Sholto Carnegie

Personal information
- Full name: Sholto Hector Hawkshaw Carnegie
- Nationality: British
- Born: 28 February 1995 (age 31) London, England
- Height: 1.96 m (6 ft 5 in)

Sport
- Country: Great Britain
- Sport: Rowing
- Event: Mens Eight
- Club: Leander Club

Medal record
Men's rowing
Representing Great Britain
Olympic Games
| Gold medal – first place | 2024 Paris | Eight |
World Championships
| Gold medal – first place | 2022 Račice | Eight |
| Gold medal – first place | 2023 Belgrade | Eight |
| Bronze medal – third place | 2019 Ottensheim | Coxless four |
European Championships
| Gold medal – first place | 2019 Lucerne | Coxless four |
| Gold medal – first place | 2021 Varese | Coxless four |
| Gold medal – first place | 2022 Oberschleißheim | Eight |
| Gold medal – first place | 2023 Bled | Eight |
| Gold medal – first place | 2024 Szeged | Eight |

= Sholto Carnegie =

British rower (born 1995)

Sholto Hector Hawkshaw Carnegie (born 28 February 1995) is a British representative rower. He is an Olympic and a two-time world champion in the Great Britain men's eight.

==University and club rowing==
Raised in Oxford and educated at Cherwell School, Carnegie took up rowing aged 13 at the City of Oxford Rowing Club. Ahead of the Henley Royal Regatta of 2013 Carnegie made a switch from the City of Oxford RC to the Marlow Rowing Club with whom he won the Fawley Challenge Cup that year. By 2014 he had moved again to the Leander Club and at Henley in 2014 he won the Prince of Wales Challenge Cup in a Leander quad scull.

Carnegie attended Yale University from 2014 to 2018 where he qualified for a B. Economics. At Yale he participated in their senior rowing program and rowed in senior Yale boats in all three racing seasons of his tenure including a seat in the Yale first VIII which won a national championship in 2016-17.

Back in England his club rowing has continued from Leander. In 2022, he won the Grand Challenge Cup (the blue riband event at the Henley Royal Regatta) in the four seat of a composite Leander/Oxford Brookes crew. In 2023 again in Leander Club colours, he was at four in the Leander/Oxford Brookes eight for another Grand Challenge Cup victory.

==Representative career==
Carnegie was first selected to representative honours as a sculler, racing for Great Britain at the 2013 Junior World Rowing Championships in a double scull to a fifth placing. He was selected for the 2014 U23 World Rowing Championships in a quad scull which finished in overall 13th place. By 2016 Carnegie had moved into sweep oared boats and he won silver medals at the U23 World Championships of 2016 (in the 8+) and 2017 (in the 4-).

2018 saw Carnegie move in the GB senior squad but he made only one representative appearance in the 2018 European racing season in a 4- which finished fourth at World Rowing Cup III. 2019 was more successful for Carnegie. He won a gold medal in the coxless four at the 2019 European Rowing Championships with Oliver Cook, Matthew Rossiter and Rory Gibbs then that same crew won a bronze medal at the 2019 World Rowing Championships.

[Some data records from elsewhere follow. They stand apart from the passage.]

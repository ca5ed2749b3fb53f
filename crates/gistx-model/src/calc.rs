//! Calculation specs for `automatic` questions.

use std::fmt;

use serde::{Deserialize, Serialize};

use crate::range::{DateOffset, DateUnit};
use crate::response::FilterOperator;

/// The ten calculation kinds, one per `calc:<kind>` discriminant.
#[derive(Debug, Clone, Copy, PartialEq, Eq, Hash, Serialize, Deserialize)]
#[serde(rename_all = "snake_case")]
pub enum CalcKind {
    Constant,
    Lookup,
    Query,
    Math,
    Concat,
    Case,
    AgeFromDate,
    AgeAtDate,
    DateOffset,
    DateDiff,
}

impl CalcKind {
    pub const ALL: [CalcKind; 10] = [
        Self::Constant,
        Self::Lookup,
        Self::Query,
        Self::Math,
        Self::Concat,
        Self::Case,
        Self::AgeFromDate,
        Self::AgeAtDate,
        Self::DateOffset,
        Self::DateDiff,
    ];

    pub fn as_str(self) -> &'static str {
        match self {
            Self::Constant => "constant",
            Self::Lookup => "lookup",
            Self::Query => "query",
            Self::Math => "math",
            Self::Concat => "concat",
            Self::Case => "case",
            Self::AgeFromDate => "age_from_date",
            Self::AgeAtDate => "age_at_date",
            Self::DateOffset => "date_offset",
            Self::DateDiff => "date_diff",
        }
    }

    pub fn parse(token: &str) -> Option<Self> {
        let lower = token.to_lowercase();
        Self::ALL.into_iter().find(|kind| kind.as_str() == lower)
    }

    /// Keys this kind reads, other than the `calc` discriminant itself.
    pub fn keys(self) -> &'static [&'static str] {
        match self {
            Self::Constant => &["value"],
            Self::Lookup => &["field"],
            Self::Query => &["sql", "param"],
            Self::Math => &["operator", "part"],
            Self::Concat => &["separator", "part"],
            Self::Case => &["when", "else"],
            Self::AgeFromDate | Self::DateOffset => &["field", "value"],
            Self::AgeAtDate => &["field", "value", "separator"],
            Self::DateDiff => &["field", "value", "unit"],
        }
    }
}

impl fmt::Display for CalcKind {
    fn fmt(&self, f: &mut fmt::Formatter<'_>) -> fmt::Result {
        f.write_str(self.as_str())
    }
}

#[derive(Debug, Clone, Copy, PartialEq, Eq, Serialize, Deserialize)]
pub enum MathOperator {
    Add,
    Subtract,
    Multiply,
    Divide,
}

impl MathOperator {
    pub fn parse(token: &str) -> Option<Self> {
        match token {
            "+" => Some(Self::Add),
            "-" => Some(Self::Subtract),
            "*" => Some(Self::Multiply),
            "/" => Some(Self::Divide),
            _ => None,
        }
    }

    pub fn as_str(self) -> &'static str {
        match self {
            Self::Add => "+",
            Self::Subtract => "-",
            Self::Multiply => "*",
            Self::Divide => "/",
        }
    }
}

/// `@name = fieldName` binding for a query calculation.
#[derive(Debug, Clone, PartialEq, Eq, Serialize, Deserialize)]
pub struct QueryParam {
    /// Always carries the leading `@`.
    pub name: String,
    pub field: String,
}

/// Operand of a math or concat calculation.
#[derive(Debug, Clone, PartialEq, Eq, Serialize, Deserialize)]
pub enum CalcPart {
    Constant(String),
    Lookup(String),
    Query(String),
}

impl CalcPart {
    pub fn type_name(&self) -> &'static str {
        match self {
            Self::Constant(_) => "constant",
            Self::Lookup(_) => "lookup",
            Self::Query(_) => "query",
        }
    }
}

/// `when <field> <op> <value> => <result>` branch of a case calculation.
#[derive(Debug, Clone, PartialEq, Eq, Serialize, Deserialize)]
pub struct CaseWhen {
    pub field: String,
    pub operator: FilterOperator,
    pub value: String,
    pub result: String,
}

/// Reference date for `age_from_date`.
#[derive(Debug, Clone, PartialEq, Eq, Serialize, Deserialize)]
pub enum AgeReference {
    Today,
    Field(String),
}

impl AgeReference {
    pub fn as_str(&self) -> &str {
        match self {
            Self::Today => "today",
            Self::Field(name) => name,
        }
    }
}

#[derive(Debug, Clone, PartialEq, Eq, Serialize, Deserialize)]
#[serde(tag = "kind", rename_all = "snake_case")]
pub enum CalcSpec {
    Constant {
        value: String,
    },
    Lookup {
        field: String,
    },
    Query {
        sql: String,
        params: Vec<QueryParam>,
    },
    Math {
        operator: MathOperator,
        parts: Vec<CalcPart>,
    },
    Concat {
        separator: Option<String>,
        parts: Vec<CalcPart>,
    },
    Case {
        whens: Vec<CaseWhen>,
        otherwise: Option<String>,
    },
    AgeFromDate {
        field: String,
        reference: AgeReference,
    },
    AgeAtDate {
        field: String,
        value: String,
        separator: Option<String>,
    },
    DateOffset {
        field: String,
        offset: DateOffset,
    },
    DateDiff {
        field: String,
        value: String,
        unit: DateUnit,
    },
}

impl CalcSpec {
    pub fn kind(&self) -> CalcKind {
        match self {
            Self::Constant { .. } => CalcKind::Constant,
            Self::Lookup { .. } => CalcKind::Lookup,
            Self::Query { .. } => CalcKind::Query,
            Self::Math { .. } => CalcKind::Math,
            Self::Concat { .. } => CalcKind::Concat,
            Self::Case { .. } => CalcKind::Case,
            Self::AgeFromDate { .. } => CalcKind::AgeFromDate,
            Self::AgeAtDate { .. } => CalcKind::AgeAtDate,
            Self::DateOffset { .. } => CalcKind::DateOffset,
            Self::DateDiff { .. } => CalcKind::DateDiff,
        }
    }
}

That crew of Carnegie, Cook, Rossiter and Gibbs stayed together throughout the Covid lost season of 2020 whilst knowing their 2019 performances had qualified the boat for the eventual 2020 Tokyo Olympics. In 2021, they won a second European gold medal as a 4- in Varese, Italy, then took gold at the World Rowing Cup II. At the Tokyo Olympic regatta they won their heat, comfortably beating the eventual bronze medallists Italy. In the Olympic final they were in medal contention at each mark but were run down by the Italians in the last 500m and finished in fourth place.

2022 saw Carnegie selected to the four seat of the Great Britain senior men's eight. In that international season the eight won gold at two World Rowing Cups and at the 2022 European Rowing Championships. Carnegie in the British eight went on to win gold and a world championship title at the 2022 World Rowing Championships in Račice. In 2023 Carnegie won a second successive world championship in the men's eight at the 2023 World Rowing Championships in Belgrade.

He won a gold medal as part of the Great Britain eight at the 2024 Summer Olympics.